Back in the beginning the hotel was a five room guest house, and owner Don Francesco La Floresta would rent out rooms in this beautiful location, particularly popular with artists. Working with his son Giuseppe, the guest house was enlarged to 12 rooms, and in 1896 on the death of Don Francesco his son inherited the hotel and expanded it to 60 rooms. It became renowned and was visited by emperors, kings and grand dukes including Kaiser Wilhelm of Germany in 1896 and King Edward the VII of England in 1906. `
It’s not hard to see why so many people fell in love with this pink palace surrounded by blooms over the years… The hotel remained in the Floresta family until 1981, for nearly a hundred years before it passed through another few families who modernised the hotel before in 2010 it was sold to the prestigious Belmond Group (then known as Orient Express).
The hotel was loved by literary greats such as Truman Capote (author of Breakfast at Tiffany’s) and Tennessee Williams. English author DH Lawrence lived there for four years and it is where he penned Lady Chatterley’s Lover… It is these famous visitors that provided the inspiration for the name of the bar, The Literary Terrace, where you can sip a mocktail whilst gazing out on views of Mount Etna and the Bay of Taormina.
You can also choose delicious local classics from the hotel’s all day dining menu – I absolutely loved the simple spaghetti and tomato sauce but there are salads, sandwiches and plenty more to enjoy. The arancini balls are a must as the much-loved nibble is said to have originated from 10th Century Sicily.
Inside the bar is utterly elegant with antiques and Sicilian carpentry… pop down at the right time and you’ll be treated to a traditional Aperitivo hour.
One of the highlights of the hotel is the pool, also fringed by florals and that magnificent view.
The Pool Restaurant serves a light lunch menu and best of all is the vintage ice cream truck! Vanilla, chocolate, strawberry or pistachio, anyone?
Timeo Restaurant is the hotel’s main location for dining and is open for breakfast, lunch and dinner – it was our favourite restaurant of the hotel too!
Which was rather fortunate as we’d chosen a half board option for our stay… breakfasts were glorious with this beautiful view and a perfect array of buffet items including fruit, cereals, local cheeses and meat… eggs, pancakes and things could be ordered from the a la carte menu.
We had lunch here once though it was a little empty as most hotel residents seem to choose the terrace for lunch.
And we had dinner here twice, by night the ambiance is gorgeous with a view of glittering lights of the bay and live music in the background.
Food is simple, Sicilian and utterly delicious!
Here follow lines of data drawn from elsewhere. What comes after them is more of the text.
impl ConnectionSession {
    pub(crate) fn new(
        transport: Arc<dyn ConnectionTransport>,
        gate: Arc<PermissionGate>,
        store: Arc<SessionStore>,
        config: &SessionConfig,
    ) -> Self {
        Self {
            transport,
            gate,
            store: store.clone(),
            line_terminator: config.line_terminator.clone(),
            connect_timeout: config.connect_timeout,
            send_timeout: config.send_timeout,
            link: Arc::new(Link {
                store,
                writer: Mutex::new(None),
                reader: Mutex::new(None),
                cancel: Mutex::new(None),
                send_abort: Mutex::new(None),
                send_lock: tokio::sync::Mutex::new(()),
            }),
        }
    }

    /// Open a serial link to `address`
    ///
    /// Fails without side effects when a link already exists. Prompts for
    /// the connect capability if needed. On success the receive buffer is
    /// empty and the reader is running.
    pub async fn connect(&self, address: &str) -> Result<()> {
        if let Some(existing) = self.active_address() {
            return Err(SessionError::AlreadyConnected { address: existing });
        }

        self.gate
            .request(&[Capability::ConnectRadio])
            .await?
            .into_result()?;

        let (cancel_tx, cancel_rx) = oneshot::channel();
        let epoch = self.store.update(|t| {
            if t.snapshot.connection_state != ConnectionState::Idle {
                return Err(SessionError::AlreadyConnected {
                    address: t.target_address.clone().unwrap_or_default(),
                });
            }
            if !t.snapshot.adapter_state.is_on() {
                return Err(SessionError::AdapterNotOn(t.snapshot.adapter_state));
            }
            t.link_epoch += 1;
            t.snapshot.connection_state = ConnectionState::Connecting;
            t.target_address = Some(address.to_string());
            Ok(t.link_epoch)
        })?;
        *self.link.cancel.lock() = Some(cancel_tx);

        info!(address, "Connecting");
        self.store.emit(SessionEvent::Connecting {
            address: address.to_string(),
        });

        let result = tokio::select! {
            result = self.handshake(address) => result,
            _ = cancel_rx => Err(SessionError::ConnectCancelled {
                address: address.to_string(),
            }),
        };
        self.link.cancel.lock().take();

        match result {
            Ok(link) => self.open(link, epoch, address),
            Err(e) => {
                let reverted = self.store.update(|t| {
                    if t.link_epoch != epoch
                        || t.snapshot.connection_state != ConnectionState::Connecting
                    {
                        return false;
                    }
                    t.snapshot.connection_state = ConnectionState::Idle;
                    t.target_address = None;
                    true
                });
                warn!(address, error = %e, code = e.error_code(), "Connect failed");
                if reverted {
                    if let SessionError::ConnectFailed { kind, reason, .. } = &e {
                        self.store.emit(SessionEvent::ConnectFailed {
                            address: address.to_string(),
                            kind: *kind,
                            reason: reason.clone(),
                        });
                    }
                }
                Err(e)
            }
        }
    }

    /// Write `text` followed by the line terminator and flush
    ///
    /// A failed write leaves the link open.
    pub async fn send(&self, text: &str) -> Result<()> {
        let _serial = self.link.send_lock.lock().await;

        let (epoch, address) = self
            .store
            .read(|t| {
                (t.snapshot.connection_state == ConnectionState::Open)
                    .then(|| (t.link_epoch, t.target_address.clone().unwrap_or_default()))
            })
            .ok_or(SessionError::NotConnected)?;

        let (mut sink, abort_rx) = {
            let mut slot = self.link.writer.lock();
            match slot.take() {
                Some((owner, sink)) if owner == epoch => {
                    let (abort_tx, abort_rx) = oneshot::channel();
                    *self.link.send_abort.lock() = Some(abort_tx);
                    (sink, abort_rx)
                }
                other => {
                    *slot = other;
                    return Err(SessionError::NotConnected);
                }
            }
        };

        let mut payload = String::with_capacity(text.len() + self.line_terminator.len());
        payload.push_str(text);
        payload.push_str(&self.line_terminator);
        let result = tokio::select! {
            biased;
            _ = abort_rx => Err(io::Error::new(
                io::ErrorKind::ConnectionAborted,
                "link closed during send",
            )),
            result = write_line(&mut sink, payload.as_bytes(), self.send_timeout) => result,
        };
        self.link.send_abort.lock().take();

        let link = self.link.clone();
        let orphaned = self.store.update(move |t| {
            if t.link_epoch == epoch && t.snapshot.connection_state == ConnectionState::Open {
                *link.writer.lock() = Some((epoch, sink));
                None
            } else {
                Some(sink)
            }
        });
        if let Some(mut sink) = orphaned {
            let _ = sink.shutdown().await;
        }

        match result {
            Ok(()) => {
                debug!(address = %address, bytes = payload.len(), "Sent");
                self.store.emit(SessionEvent::LineSent {
                    address,
                    text: text.to_string(),
                });
                Ok(())
            }
            Err(e) => {
                warn!(address = %address, error = %e, "Send failed");
                Err(SessionError::SendFailed(e.to_string()))
            }
        }
    }

    /// Close the link
    ///
    /// Never fails; a no-op when idle. A connect still in flight is
    /// cancelled.
    pub async fn disconnect(&self) {
        let teardown = self.store.update(Self::begin_teardown);
        match teardown {
            Some(teardown) => {
                self.link
                    .finish_teardown(teardown, DisconnectReason::Requested, false)
                    .await
            }
            None => debug!("Disconnect with no link"),
        }
    }

    /// Current lifecycle state
    pub fn state(&self) -> ConnectionState {
        self.store.read(|t| t.snapshot.connection_state)
    }

    /// Text received on the current link
    pub fn received_text(&self) -> String {
        self.store.read(|t| t.snapshot.received_text.clone())
    }

    /// Address of the link in any non-idle state
    pub fn active_address(&self) -> Option<String> {
        self.store.read(|t| match t.snapshot.connection_state {
            ConnectionState::Idle => None,
            _ => Some(t.target_address.clone().unwrap_or_default()),
        })
    }

    /// State half of a teardown; runs under the store lock
    pub(crate) fn begin_teardown(t: &mut Tracked) -> Option<Teardown> {
        let was_open = match t.snapshot.connection_state {
            ConnectionState::Open => true,
            ConnectionState::Connecting => false,
            ConnectionState::Idle | ConnectionState::Closing => return None,
        };
        t.link_epoch += 1;
        t.snapshot.connection_state = ConnectionState::Closing;
        Some(Teardown {
            epoch: t.link_epoch,
            address: t.target_address.clone().unwrap_or_default(),
            was_open,
        })
    }

    /// Resource half of a teardown
    pub(crate) async fn finish_teardown(&self, teardown: Teardown, reason: DisconnectReason) {
        self.link.finish_teardown(teardown, reason, false).await
    }

    async fn handshake(&self, address: &str) -> Result<SerialLink> {
        let attempt = self.transport.connect_by_address(address);
        let result = match self.connect_timeout {
            Some(limit) => match tokio::time::timeout(limit, attempt).await {
                Ok(result) => result,
                Err(_) => {
                    return Err(SessionError::ConnectTimeout {
                        address: address.to_string(),
                        duration_ms: limit.as_millis() as u64,
                    })
                }
            },
            None => attempt.await,
        };
        result.map_err(|e| SessionError::connect_failed(address, &e))
    }

    fn open(&self, link: SerialLink, epoch: u64, address: &str) -> Result<()> {
        let SerialLink { input, output } = link;

        let slot = self.link.clone();
        let rejected = self.store.update(move |t| {
            if t.link_epoch != epoch || t.snapshot.connection_state != ConnectionState::Connecting {
                return Some(output);
            }
            t.snapshot.connection_state = ConnectionState::Open;
            t.snapshot.connected_address = Some(address.to_string());
            t.snapshot.received_text.clear();
            t.snapshot.last_disconnect = None;
            *slot.writer.lock() = Some((epoch, output));
            None
        });

        if let Some(mut output) = rejected {
            // Torn down while the handshake was completing
            tokio::spawn(async move {
                let _ = output.shutdown().await;
            });
            return Err(SessionError::ConnectCancelled {
                address: address.to_string(),
            });
        }

        info!(address, "Connected");
        self.store.emit(SessionEvent::Connected {
            address: address.to_string(),
        });

        let reader = tokio::spawn(self.link.clone().read_loop(input, epoch, address.to_string()));
        *self.link.reader.lock() = Some(reader);

        // A teardown between the open transition and storing the handle missed the reader
        if self.store.read(|t| t.link_epoch != epoch) {
            if let Some(reader) = self.link.reader.lock().take() {
                reader.abort();
            }
        }
        Ok(())
    }
}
For lunch I had crispy red mullet fillets on artichokes cream, wild salad and passion fruit coulis followed by eggplant gnocchi with tomato and fresh oregano sauce while Mr S indulged in lobster risotto and a whole seabass.
One dinner saw me try the perfect parmigana…
Another time we shared a whole baked sea bass.
And the prawn pasta I had was the best I had all holiday! The hotel is also home to fine dining restaurant Otto Geleng which fits just 16 people to try a Sicilian menu created by executive Chef Roberto Toro. The name of the restaurant is inspired by a famous German painter who was the first guest to the mansion and convinced the family to open the property up as a hotel. This restaurant isn’t included on the half board plan, we had thought about trying it anyway but as there wasn’t much I could have on the menu, there wasn’t much point in eating in a restaurant in the hotel that wasn’t covered on the plan.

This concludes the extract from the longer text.